-- Goal of the exercise --
Please filter the listing for the string "CallError" and copy each matching line.

-- Records for the task --

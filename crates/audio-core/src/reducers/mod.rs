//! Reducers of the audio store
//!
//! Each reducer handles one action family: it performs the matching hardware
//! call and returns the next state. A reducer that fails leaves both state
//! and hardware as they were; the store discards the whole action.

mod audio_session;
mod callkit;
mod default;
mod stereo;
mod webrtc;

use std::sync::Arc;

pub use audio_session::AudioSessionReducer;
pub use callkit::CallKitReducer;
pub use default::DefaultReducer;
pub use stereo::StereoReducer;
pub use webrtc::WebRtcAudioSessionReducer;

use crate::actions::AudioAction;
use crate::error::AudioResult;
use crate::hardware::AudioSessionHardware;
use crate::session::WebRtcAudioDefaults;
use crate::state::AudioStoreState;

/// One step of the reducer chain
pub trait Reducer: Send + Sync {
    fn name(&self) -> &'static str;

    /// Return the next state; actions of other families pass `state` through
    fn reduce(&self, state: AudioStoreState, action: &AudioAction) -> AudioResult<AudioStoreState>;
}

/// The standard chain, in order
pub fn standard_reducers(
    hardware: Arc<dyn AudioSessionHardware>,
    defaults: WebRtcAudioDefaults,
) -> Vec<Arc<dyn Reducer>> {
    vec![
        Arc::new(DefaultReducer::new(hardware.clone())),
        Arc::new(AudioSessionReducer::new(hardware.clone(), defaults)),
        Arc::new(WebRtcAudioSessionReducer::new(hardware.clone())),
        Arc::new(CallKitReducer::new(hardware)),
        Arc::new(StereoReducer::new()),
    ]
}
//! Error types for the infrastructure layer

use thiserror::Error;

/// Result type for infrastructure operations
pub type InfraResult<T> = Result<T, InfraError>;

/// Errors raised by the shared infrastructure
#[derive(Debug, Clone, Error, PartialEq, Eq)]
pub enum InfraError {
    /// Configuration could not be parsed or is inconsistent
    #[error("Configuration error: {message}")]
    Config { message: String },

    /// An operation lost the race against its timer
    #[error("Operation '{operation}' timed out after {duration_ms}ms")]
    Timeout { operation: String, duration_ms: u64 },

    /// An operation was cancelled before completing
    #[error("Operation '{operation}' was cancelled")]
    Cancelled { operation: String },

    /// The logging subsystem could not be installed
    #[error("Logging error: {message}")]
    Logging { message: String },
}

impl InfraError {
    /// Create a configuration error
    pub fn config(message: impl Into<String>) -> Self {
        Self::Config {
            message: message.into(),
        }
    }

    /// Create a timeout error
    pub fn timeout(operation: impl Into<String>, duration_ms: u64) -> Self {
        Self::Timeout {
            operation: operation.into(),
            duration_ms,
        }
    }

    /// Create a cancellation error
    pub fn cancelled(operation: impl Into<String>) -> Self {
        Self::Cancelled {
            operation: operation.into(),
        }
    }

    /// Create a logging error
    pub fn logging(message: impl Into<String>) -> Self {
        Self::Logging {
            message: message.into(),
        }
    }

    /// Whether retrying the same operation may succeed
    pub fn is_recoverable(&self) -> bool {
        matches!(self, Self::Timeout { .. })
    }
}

==

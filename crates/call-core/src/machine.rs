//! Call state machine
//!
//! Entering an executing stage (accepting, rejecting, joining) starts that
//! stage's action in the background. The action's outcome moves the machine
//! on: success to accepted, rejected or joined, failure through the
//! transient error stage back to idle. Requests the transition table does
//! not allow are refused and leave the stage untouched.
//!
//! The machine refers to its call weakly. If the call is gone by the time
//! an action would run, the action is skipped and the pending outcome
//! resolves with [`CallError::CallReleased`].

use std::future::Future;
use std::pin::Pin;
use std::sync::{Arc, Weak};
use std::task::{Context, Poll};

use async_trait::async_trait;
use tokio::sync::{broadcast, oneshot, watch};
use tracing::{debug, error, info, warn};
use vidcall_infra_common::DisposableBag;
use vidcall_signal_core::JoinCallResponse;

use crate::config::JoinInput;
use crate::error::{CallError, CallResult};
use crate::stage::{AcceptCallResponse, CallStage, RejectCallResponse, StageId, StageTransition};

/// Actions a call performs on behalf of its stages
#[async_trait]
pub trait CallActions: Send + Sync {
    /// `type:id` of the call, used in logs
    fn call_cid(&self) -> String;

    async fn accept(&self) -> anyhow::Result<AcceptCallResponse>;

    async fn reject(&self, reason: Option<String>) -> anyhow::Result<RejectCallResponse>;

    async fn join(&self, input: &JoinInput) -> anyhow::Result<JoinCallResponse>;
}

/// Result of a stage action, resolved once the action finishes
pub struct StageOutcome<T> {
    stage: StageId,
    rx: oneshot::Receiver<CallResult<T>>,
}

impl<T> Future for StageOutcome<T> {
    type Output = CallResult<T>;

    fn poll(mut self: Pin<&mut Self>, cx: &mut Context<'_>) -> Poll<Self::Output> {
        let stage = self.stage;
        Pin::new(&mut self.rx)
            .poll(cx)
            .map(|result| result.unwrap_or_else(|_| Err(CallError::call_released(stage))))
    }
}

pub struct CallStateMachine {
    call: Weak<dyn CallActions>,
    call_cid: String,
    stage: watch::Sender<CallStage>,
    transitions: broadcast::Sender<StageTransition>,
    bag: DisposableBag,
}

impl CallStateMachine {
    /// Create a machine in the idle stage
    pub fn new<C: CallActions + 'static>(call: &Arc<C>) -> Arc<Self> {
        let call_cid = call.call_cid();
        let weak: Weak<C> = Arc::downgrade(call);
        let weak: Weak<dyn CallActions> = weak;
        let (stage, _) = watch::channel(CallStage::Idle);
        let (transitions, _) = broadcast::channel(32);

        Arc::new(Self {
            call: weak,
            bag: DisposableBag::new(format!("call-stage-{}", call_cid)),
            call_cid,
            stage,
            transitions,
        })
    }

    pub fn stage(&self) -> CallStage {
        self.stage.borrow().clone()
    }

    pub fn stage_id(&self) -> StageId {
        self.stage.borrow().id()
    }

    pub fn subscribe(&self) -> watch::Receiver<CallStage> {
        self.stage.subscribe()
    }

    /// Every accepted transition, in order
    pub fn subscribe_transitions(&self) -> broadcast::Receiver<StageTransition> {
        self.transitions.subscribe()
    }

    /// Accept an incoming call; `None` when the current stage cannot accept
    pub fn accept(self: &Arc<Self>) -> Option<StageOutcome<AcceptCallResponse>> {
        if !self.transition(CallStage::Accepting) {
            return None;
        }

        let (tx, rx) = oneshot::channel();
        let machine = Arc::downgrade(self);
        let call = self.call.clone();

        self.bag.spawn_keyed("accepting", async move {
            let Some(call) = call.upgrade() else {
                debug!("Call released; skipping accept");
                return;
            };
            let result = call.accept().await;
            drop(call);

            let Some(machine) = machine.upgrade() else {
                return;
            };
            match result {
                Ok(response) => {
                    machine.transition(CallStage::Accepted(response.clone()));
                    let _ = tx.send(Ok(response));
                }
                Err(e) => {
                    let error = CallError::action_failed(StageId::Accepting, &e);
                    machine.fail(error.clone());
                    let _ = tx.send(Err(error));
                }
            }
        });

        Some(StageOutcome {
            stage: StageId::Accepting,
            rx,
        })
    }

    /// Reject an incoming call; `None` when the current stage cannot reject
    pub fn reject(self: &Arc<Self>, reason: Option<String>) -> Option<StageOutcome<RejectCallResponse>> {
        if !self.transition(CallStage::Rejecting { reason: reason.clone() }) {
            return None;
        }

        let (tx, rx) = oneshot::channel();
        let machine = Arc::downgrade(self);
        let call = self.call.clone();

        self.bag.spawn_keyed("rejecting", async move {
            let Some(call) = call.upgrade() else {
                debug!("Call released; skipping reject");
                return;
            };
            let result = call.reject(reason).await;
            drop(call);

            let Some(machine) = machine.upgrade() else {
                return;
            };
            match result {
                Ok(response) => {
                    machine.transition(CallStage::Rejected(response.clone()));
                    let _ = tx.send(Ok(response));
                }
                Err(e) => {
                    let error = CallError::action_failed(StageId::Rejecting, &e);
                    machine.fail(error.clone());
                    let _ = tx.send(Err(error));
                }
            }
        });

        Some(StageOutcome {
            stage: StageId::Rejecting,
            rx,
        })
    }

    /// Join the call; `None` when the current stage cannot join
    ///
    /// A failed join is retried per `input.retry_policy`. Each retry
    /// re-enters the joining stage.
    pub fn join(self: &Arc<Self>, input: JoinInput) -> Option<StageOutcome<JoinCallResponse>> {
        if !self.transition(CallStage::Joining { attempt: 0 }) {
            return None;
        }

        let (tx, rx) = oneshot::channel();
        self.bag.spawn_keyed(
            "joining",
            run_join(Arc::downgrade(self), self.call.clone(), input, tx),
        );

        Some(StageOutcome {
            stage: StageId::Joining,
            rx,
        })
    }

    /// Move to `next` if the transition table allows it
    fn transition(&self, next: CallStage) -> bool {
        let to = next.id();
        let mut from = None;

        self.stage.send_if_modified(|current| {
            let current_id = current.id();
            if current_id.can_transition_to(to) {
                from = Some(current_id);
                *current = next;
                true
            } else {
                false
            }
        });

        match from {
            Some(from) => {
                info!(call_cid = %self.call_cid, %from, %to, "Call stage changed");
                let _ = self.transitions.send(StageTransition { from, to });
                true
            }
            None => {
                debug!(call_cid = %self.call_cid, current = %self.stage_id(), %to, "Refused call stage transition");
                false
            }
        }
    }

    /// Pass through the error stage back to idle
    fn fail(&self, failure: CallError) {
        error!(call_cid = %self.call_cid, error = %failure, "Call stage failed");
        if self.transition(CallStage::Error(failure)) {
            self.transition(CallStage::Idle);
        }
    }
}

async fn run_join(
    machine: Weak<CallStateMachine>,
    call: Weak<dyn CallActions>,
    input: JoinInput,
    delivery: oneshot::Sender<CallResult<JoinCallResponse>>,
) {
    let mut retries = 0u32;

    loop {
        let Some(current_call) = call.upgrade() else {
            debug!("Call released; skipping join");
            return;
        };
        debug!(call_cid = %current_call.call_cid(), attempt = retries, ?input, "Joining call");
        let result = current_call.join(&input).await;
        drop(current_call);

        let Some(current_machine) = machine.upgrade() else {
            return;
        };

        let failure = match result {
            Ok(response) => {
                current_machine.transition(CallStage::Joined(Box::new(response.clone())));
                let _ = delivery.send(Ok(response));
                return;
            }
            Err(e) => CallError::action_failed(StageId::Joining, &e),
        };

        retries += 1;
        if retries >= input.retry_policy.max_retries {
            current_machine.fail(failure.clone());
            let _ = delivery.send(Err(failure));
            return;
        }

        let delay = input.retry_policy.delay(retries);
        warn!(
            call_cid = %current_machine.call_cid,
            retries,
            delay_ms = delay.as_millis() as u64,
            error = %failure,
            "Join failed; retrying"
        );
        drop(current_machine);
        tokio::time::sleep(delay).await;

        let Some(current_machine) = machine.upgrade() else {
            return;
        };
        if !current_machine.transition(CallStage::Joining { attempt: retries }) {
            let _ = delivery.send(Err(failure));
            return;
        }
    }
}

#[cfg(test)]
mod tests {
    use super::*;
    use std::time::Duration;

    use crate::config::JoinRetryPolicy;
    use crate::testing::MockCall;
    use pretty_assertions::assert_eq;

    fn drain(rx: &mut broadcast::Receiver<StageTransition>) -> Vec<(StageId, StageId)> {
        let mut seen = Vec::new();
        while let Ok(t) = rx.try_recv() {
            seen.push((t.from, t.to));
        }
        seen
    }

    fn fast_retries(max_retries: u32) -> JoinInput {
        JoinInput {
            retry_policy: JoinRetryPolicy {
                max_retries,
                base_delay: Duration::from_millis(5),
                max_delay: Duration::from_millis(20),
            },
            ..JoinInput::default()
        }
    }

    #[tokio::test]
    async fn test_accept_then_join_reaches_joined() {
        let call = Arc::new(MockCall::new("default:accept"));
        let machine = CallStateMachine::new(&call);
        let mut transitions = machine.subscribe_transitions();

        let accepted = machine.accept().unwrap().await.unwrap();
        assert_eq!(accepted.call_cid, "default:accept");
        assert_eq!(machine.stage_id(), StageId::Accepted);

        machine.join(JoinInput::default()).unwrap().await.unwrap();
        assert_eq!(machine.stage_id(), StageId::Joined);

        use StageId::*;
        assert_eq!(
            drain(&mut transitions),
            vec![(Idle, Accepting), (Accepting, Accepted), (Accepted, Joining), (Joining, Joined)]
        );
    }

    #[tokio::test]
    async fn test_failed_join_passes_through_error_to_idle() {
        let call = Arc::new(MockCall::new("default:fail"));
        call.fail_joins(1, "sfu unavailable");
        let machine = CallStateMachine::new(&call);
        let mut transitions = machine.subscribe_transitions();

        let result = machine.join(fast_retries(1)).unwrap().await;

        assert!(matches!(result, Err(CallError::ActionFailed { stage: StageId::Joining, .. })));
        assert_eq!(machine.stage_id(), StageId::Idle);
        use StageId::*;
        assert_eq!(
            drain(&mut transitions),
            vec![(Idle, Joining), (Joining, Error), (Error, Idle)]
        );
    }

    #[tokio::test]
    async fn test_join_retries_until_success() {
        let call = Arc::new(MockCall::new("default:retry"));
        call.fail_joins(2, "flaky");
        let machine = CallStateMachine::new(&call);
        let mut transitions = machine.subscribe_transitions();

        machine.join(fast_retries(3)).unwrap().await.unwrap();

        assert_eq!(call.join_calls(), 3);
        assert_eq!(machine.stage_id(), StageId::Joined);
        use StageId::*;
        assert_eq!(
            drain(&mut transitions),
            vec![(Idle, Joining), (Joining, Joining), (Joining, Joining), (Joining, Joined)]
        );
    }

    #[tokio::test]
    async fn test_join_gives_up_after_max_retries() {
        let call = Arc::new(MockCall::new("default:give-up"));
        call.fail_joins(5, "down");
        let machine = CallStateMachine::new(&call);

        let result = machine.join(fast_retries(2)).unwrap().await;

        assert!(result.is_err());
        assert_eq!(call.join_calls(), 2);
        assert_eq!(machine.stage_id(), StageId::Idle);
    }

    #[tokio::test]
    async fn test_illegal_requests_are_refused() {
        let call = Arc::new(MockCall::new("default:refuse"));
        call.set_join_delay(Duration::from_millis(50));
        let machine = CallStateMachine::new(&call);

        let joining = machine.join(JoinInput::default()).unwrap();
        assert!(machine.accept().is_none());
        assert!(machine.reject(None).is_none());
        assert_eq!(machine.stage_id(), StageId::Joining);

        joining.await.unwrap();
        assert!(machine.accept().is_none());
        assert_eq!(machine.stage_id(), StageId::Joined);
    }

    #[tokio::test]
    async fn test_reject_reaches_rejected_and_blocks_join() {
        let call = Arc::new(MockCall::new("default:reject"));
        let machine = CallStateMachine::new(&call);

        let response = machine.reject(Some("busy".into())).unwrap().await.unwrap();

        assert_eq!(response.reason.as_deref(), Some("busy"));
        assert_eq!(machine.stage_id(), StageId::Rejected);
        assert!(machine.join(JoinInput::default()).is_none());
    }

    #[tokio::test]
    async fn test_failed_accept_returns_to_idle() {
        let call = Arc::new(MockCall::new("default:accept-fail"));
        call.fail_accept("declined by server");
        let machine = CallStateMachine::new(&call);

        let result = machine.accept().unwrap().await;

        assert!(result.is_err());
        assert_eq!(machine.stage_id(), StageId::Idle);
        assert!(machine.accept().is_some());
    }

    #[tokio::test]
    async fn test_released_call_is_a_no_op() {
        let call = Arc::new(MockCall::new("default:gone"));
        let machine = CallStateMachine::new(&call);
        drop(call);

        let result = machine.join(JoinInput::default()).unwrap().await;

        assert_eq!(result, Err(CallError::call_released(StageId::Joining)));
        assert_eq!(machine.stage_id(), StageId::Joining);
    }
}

---

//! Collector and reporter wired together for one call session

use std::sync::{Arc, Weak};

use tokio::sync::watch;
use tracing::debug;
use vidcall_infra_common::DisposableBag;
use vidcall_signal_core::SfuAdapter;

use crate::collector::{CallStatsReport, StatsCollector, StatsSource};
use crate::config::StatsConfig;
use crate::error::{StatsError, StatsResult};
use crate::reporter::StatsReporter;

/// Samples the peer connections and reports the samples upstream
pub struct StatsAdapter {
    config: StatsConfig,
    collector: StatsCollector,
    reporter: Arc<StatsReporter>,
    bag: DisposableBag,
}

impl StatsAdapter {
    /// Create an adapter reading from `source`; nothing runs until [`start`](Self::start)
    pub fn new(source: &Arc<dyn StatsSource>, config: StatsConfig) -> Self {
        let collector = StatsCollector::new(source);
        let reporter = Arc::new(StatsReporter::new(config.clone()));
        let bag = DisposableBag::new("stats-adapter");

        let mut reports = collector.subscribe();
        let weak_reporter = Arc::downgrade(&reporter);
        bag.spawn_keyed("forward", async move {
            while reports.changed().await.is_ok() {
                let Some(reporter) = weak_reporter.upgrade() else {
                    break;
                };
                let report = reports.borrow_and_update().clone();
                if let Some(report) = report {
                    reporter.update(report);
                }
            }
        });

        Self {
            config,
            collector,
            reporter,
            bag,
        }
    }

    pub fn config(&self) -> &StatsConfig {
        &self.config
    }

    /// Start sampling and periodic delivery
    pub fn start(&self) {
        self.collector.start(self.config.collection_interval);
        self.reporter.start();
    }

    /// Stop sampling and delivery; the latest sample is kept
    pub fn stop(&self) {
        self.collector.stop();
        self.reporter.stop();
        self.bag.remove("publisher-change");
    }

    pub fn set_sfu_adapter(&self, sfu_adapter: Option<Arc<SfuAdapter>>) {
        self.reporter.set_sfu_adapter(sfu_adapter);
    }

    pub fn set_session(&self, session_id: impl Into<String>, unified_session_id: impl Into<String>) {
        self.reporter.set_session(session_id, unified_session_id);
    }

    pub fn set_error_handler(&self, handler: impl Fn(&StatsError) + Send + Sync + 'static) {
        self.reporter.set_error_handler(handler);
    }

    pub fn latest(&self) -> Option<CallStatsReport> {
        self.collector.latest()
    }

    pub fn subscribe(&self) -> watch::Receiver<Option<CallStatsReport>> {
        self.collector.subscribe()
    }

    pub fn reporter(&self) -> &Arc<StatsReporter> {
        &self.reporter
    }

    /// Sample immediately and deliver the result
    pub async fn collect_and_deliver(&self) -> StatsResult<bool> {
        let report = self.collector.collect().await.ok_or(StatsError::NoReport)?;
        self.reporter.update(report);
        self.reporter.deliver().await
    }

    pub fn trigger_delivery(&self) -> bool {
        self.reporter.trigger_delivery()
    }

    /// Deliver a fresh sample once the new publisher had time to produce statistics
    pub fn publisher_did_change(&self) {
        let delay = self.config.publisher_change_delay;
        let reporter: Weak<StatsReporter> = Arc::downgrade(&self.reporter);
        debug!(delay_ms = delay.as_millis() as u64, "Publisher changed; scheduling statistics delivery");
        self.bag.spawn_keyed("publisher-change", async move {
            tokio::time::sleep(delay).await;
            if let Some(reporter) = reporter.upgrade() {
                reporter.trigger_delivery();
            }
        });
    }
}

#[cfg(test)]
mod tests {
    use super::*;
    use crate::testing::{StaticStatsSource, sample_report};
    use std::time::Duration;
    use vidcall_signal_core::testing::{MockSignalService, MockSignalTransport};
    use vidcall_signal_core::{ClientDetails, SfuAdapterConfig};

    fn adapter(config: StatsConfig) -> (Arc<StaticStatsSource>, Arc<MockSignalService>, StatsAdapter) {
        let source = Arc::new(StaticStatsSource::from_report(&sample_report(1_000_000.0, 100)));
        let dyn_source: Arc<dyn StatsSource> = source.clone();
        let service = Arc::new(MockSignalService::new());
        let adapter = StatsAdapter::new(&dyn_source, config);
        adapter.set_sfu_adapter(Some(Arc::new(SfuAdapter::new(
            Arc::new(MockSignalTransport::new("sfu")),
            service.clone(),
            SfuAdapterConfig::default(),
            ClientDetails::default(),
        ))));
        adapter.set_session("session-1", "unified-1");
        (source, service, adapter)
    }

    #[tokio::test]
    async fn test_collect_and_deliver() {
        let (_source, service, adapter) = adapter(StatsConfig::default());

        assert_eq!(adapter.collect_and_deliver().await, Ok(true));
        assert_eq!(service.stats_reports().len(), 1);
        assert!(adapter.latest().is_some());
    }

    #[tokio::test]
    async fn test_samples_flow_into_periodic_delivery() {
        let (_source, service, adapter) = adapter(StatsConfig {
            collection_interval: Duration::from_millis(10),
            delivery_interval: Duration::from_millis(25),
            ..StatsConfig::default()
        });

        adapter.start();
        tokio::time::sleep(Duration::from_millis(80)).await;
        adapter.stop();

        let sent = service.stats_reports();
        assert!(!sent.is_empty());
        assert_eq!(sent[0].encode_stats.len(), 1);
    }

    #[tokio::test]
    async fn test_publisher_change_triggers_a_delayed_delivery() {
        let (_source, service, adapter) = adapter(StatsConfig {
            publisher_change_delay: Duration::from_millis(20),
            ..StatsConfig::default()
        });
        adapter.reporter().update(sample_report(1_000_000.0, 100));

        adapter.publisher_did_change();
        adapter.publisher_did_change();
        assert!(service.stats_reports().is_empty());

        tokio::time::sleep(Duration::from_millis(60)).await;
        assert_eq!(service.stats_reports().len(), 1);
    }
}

-- Response to the task --
//! resolves with [`CallError::CallReleased`].
use crate::error::{CallError, CallResult};
            .map(|result| result.unwrap_or_else(|_| Err(CallError::call_released(stage))))
                    let error = CallError::action_failed(StageId::Accepting, &e);
                    let error = CallError::action_failed(StageId::Rejecting, &e);
    fn fail(&self, failure: CallError) {
            Err(e) => CallError::action_failed(StageId::Joining, &e),
        assert!(matches!(result, Err(CallError::ActionFailed { stage: StageId::Joining, .. })));
        assert_eq!(result, Err(CallError::call_released(StageId::Joining)));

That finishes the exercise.